What you should do
Repeat word for word every line of the data below, from the first through the line containing "use crate::error::WidgetError;", and stop there.

Recorded information
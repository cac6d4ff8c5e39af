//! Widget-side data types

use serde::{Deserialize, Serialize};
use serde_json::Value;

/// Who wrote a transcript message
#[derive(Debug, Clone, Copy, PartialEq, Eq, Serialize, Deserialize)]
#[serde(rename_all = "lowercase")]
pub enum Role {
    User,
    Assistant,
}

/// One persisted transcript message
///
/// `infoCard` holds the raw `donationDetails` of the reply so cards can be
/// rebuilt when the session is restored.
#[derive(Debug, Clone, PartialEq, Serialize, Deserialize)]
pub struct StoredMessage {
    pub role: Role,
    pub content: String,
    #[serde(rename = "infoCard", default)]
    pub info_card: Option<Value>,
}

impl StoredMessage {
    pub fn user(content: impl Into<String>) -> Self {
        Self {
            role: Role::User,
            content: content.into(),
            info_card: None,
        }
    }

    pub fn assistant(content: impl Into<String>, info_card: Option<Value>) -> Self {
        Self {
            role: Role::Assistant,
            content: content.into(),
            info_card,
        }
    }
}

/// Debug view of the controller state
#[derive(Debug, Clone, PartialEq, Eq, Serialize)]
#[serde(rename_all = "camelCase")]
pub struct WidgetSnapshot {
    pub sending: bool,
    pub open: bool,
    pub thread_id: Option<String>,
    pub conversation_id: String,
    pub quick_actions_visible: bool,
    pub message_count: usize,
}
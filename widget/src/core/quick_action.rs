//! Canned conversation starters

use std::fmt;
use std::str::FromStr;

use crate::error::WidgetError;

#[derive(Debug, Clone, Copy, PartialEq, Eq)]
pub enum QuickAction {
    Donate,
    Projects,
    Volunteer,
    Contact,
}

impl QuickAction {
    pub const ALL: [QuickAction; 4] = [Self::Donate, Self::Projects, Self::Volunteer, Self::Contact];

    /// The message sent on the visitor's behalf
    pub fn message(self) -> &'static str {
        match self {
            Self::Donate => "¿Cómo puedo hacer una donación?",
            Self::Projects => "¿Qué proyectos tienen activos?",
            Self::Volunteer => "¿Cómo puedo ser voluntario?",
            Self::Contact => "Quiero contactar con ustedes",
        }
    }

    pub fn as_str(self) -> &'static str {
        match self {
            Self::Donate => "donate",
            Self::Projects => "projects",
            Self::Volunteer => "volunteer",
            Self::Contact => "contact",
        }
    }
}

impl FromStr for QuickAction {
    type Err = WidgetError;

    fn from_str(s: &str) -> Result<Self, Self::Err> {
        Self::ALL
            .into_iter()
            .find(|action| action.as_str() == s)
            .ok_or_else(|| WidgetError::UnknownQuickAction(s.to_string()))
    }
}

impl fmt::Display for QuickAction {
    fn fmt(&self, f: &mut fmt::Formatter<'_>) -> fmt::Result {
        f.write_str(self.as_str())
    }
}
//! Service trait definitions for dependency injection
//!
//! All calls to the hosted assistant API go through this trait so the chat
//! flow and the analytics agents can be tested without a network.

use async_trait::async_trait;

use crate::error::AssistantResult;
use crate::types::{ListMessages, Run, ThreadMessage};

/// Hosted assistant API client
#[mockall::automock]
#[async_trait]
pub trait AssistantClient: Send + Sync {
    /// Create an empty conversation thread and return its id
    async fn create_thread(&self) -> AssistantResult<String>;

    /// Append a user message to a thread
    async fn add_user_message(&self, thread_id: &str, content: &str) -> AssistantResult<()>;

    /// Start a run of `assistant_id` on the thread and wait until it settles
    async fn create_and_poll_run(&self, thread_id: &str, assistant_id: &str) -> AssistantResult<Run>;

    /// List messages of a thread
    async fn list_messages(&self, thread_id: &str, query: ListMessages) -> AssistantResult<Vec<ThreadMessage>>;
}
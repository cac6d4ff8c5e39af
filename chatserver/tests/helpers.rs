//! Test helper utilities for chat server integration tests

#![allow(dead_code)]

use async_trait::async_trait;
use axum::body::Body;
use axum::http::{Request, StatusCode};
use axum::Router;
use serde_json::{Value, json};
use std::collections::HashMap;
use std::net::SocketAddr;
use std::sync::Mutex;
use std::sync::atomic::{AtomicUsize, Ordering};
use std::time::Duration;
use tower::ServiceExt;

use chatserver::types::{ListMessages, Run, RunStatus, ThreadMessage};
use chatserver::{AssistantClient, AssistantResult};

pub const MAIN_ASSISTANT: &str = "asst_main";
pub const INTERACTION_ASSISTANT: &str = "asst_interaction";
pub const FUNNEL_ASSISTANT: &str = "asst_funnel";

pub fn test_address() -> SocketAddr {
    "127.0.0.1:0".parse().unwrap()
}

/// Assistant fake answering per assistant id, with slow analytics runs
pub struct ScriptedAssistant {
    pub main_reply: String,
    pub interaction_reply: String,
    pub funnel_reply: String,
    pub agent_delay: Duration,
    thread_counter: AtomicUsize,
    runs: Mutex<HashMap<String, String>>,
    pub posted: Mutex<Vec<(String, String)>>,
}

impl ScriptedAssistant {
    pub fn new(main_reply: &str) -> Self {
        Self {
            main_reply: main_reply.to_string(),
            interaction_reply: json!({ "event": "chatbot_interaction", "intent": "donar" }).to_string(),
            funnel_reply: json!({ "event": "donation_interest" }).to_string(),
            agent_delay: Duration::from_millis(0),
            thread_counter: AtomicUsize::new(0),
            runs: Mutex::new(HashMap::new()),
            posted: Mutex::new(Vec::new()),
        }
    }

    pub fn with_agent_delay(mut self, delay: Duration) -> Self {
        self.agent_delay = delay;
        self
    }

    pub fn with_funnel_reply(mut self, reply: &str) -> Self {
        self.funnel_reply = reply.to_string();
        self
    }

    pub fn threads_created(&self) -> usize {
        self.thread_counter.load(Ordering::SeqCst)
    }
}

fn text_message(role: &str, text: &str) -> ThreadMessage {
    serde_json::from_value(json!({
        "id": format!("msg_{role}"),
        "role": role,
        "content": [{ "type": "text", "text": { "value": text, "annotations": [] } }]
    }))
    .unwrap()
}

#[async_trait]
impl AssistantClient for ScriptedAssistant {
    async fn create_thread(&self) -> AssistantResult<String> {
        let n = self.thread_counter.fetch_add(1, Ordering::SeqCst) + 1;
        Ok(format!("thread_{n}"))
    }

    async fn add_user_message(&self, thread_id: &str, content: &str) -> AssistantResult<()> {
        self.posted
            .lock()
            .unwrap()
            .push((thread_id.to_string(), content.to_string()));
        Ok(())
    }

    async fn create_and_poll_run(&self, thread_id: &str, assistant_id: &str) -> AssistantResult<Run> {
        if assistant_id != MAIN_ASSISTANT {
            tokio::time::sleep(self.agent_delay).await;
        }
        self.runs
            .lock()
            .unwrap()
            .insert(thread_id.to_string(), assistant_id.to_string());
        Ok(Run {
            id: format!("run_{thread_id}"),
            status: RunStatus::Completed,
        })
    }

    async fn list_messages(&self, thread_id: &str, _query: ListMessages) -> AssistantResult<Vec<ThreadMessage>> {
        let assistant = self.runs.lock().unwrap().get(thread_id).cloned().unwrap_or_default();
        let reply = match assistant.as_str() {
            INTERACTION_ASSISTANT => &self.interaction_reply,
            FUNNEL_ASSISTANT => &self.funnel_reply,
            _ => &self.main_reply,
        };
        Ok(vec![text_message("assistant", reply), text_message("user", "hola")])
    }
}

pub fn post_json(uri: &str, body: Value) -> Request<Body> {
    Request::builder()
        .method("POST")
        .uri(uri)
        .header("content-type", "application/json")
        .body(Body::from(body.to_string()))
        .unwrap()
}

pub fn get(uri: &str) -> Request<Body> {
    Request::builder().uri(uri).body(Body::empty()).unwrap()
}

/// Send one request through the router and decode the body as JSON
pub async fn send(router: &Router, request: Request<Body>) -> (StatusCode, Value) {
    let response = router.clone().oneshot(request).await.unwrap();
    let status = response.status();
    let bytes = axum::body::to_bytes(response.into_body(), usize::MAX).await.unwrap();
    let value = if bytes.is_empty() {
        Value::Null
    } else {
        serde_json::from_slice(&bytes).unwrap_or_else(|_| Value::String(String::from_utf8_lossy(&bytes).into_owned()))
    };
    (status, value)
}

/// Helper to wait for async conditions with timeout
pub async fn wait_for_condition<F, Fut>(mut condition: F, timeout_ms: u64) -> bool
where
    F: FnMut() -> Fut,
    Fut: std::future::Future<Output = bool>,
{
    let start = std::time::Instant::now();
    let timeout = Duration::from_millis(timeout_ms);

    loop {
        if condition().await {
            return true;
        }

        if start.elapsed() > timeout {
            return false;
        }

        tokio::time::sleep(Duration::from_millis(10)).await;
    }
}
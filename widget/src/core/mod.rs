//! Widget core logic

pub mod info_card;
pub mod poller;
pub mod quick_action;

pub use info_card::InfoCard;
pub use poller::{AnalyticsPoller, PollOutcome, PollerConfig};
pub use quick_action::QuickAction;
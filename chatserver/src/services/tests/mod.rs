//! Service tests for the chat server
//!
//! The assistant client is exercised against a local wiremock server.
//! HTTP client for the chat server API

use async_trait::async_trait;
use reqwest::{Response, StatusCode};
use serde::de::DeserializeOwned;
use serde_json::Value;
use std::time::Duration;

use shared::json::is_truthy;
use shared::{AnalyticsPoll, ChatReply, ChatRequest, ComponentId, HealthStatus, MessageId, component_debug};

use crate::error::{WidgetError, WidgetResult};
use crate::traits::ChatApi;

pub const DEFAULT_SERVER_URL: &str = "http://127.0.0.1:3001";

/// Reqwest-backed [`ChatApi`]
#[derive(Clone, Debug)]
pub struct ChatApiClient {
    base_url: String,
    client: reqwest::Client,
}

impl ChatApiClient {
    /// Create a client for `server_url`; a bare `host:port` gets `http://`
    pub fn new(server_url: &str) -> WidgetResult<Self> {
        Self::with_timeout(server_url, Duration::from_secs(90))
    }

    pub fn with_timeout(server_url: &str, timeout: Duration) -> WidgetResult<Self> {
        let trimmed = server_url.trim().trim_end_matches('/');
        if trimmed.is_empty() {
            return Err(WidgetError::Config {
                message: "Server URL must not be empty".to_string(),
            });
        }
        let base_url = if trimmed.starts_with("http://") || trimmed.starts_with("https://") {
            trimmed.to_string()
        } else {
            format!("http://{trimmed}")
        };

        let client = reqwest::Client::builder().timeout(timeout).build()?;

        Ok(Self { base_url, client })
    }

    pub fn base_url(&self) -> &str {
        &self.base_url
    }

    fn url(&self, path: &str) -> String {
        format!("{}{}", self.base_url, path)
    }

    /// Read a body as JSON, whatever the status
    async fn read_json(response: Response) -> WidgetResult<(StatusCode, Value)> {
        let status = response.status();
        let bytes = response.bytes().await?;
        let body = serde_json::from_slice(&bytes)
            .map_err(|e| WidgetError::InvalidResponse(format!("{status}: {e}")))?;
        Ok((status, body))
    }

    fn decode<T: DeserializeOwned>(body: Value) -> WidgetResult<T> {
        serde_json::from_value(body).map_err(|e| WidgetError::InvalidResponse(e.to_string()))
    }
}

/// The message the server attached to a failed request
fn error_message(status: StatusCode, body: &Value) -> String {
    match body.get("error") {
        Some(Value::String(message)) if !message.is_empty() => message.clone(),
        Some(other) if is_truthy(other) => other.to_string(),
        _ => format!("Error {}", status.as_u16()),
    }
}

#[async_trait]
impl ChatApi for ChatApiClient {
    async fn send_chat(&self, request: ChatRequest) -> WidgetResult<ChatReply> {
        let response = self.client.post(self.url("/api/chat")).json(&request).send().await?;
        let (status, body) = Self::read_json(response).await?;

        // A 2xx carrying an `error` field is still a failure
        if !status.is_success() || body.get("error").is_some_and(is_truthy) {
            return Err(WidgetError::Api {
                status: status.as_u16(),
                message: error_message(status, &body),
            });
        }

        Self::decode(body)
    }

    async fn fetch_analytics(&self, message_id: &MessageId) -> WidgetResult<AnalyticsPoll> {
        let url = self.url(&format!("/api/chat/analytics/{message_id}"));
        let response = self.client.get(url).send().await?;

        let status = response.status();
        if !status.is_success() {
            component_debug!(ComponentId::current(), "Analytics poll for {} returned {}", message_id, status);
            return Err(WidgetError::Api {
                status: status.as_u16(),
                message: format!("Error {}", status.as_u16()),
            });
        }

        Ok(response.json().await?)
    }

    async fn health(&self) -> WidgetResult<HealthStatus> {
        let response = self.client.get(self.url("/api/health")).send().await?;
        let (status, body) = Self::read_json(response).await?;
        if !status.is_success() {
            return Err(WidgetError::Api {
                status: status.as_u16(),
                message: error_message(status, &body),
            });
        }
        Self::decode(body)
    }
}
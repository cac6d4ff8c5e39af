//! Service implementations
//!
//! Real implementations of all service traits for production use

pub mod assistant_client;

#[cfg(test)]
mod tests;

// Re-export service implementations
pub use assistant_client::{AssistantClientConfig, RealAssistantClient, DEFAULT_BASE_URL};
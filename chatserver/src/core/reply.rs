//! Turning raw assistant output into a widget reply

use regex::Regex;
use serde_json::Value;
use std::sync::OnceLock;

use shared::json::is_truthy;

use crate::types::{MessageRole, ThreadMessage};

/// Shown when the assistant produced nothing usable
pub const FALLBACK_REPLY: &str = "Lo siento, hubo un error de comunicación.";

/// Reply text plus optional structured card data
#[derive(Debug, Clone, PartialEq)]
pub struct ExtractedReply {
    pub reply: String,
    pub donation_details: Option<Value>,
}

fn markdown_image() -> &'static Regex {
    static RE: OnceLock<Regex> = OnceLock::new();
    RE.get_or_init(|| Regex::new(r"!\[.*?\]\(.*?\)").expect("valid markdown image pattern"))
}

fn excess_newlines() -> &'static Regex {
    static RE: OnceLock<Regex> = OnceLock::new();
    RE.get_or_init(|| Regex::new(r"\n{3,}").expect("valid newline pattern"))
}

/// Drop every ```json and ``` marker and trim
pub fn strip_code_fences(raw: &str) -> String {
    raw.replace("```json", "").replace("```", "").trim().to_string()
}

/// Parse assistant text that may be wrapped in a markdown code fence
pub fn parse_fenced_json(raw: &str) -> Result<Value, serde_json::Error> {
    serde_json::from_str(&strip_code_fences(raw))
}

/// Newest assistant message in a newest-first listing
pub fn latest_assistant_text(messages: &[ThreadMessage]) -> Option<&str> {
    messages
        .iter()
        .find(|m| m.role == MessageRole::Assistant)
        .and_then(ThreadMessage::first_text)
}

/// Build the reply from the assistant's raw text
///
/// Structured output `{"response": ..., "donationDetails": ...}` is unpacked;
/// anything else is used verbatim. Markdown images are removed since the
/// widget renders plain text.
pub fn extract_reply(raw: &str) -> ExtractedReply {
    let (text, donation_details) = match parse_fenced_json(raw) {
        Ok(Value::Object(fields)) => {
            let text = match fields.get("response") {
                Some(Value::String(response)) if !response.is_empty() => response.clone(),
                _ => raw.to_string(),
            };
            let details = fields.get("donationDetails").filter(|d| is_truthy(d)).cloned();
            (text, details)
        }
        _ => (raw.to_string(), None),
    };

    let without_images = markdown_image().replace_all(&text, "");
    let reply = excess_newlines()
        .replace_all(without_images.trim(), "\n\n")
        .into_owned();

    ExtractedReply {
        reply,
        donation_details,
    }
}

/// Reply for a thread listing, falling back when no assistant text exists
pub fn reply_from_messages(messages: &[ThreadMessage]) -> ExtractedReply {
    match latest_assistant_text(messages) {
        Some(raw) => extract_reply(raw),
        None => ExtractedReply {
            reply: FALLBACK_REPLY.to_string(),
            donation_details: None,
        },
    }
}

Answer space
repository cac6d4ff8c5e39af
//! Widget-side data types

use serde::{Deserialize, Serialize};
use serde_json::Value;

/// Who wrote a transcript message
#[derive(Debug, Clone, Copy, PartialEq, Eq, Serialize, Deserialize)]
#[serde(rename_all = "lowercase")]
pub enum Role {
    User,
    Assistant,
}

/// One persisted transcript message
///
/// `infoCard` holds the raw `donationDetails` of the reply so cards can be
/// rebuilt when the session is restored.
#[derive(Debug, Clone, PartialEq, Serialize, Deserialize)]
pub struct StoredMessage {
    pub role: Role,
    pub content: String,
    #[serde(rename = "infoCard", default)]
    pub info_card: Option<Value>,
}

impl StoredMessage {
    pub fn user(content: impl Into<String>) -> Self {
        Self {
            role: Role::User,
            content: content.into(),
            info_card: None,
        }
    }

    pub fn assistant(content: impl Into<String>, info_card: Option<Value>) -> Self {
        Self {
            role: Role::Assistant,
            content: content.into(),
            info_card,
        }
    }
}

/// Debug view of the controller state
#[derive(Debug, Clone, PartialEq, Eq, Serialize)]
#[serde(rename_all = "camelCase")]
pub struct WidgetSnapshot {
    pub sending: bool,
    pub open: bool,
    pub thread_id: Option<String>,
    pub conversation_id: String,
    pub quick_actions_visible: bool,
    pub message_count: usize,
}
filename widget/src/core/quick_action.rs
//! Canned conversation starters

use std::fmt;
use std::str::FromStr;

use crate::error::WidgetError;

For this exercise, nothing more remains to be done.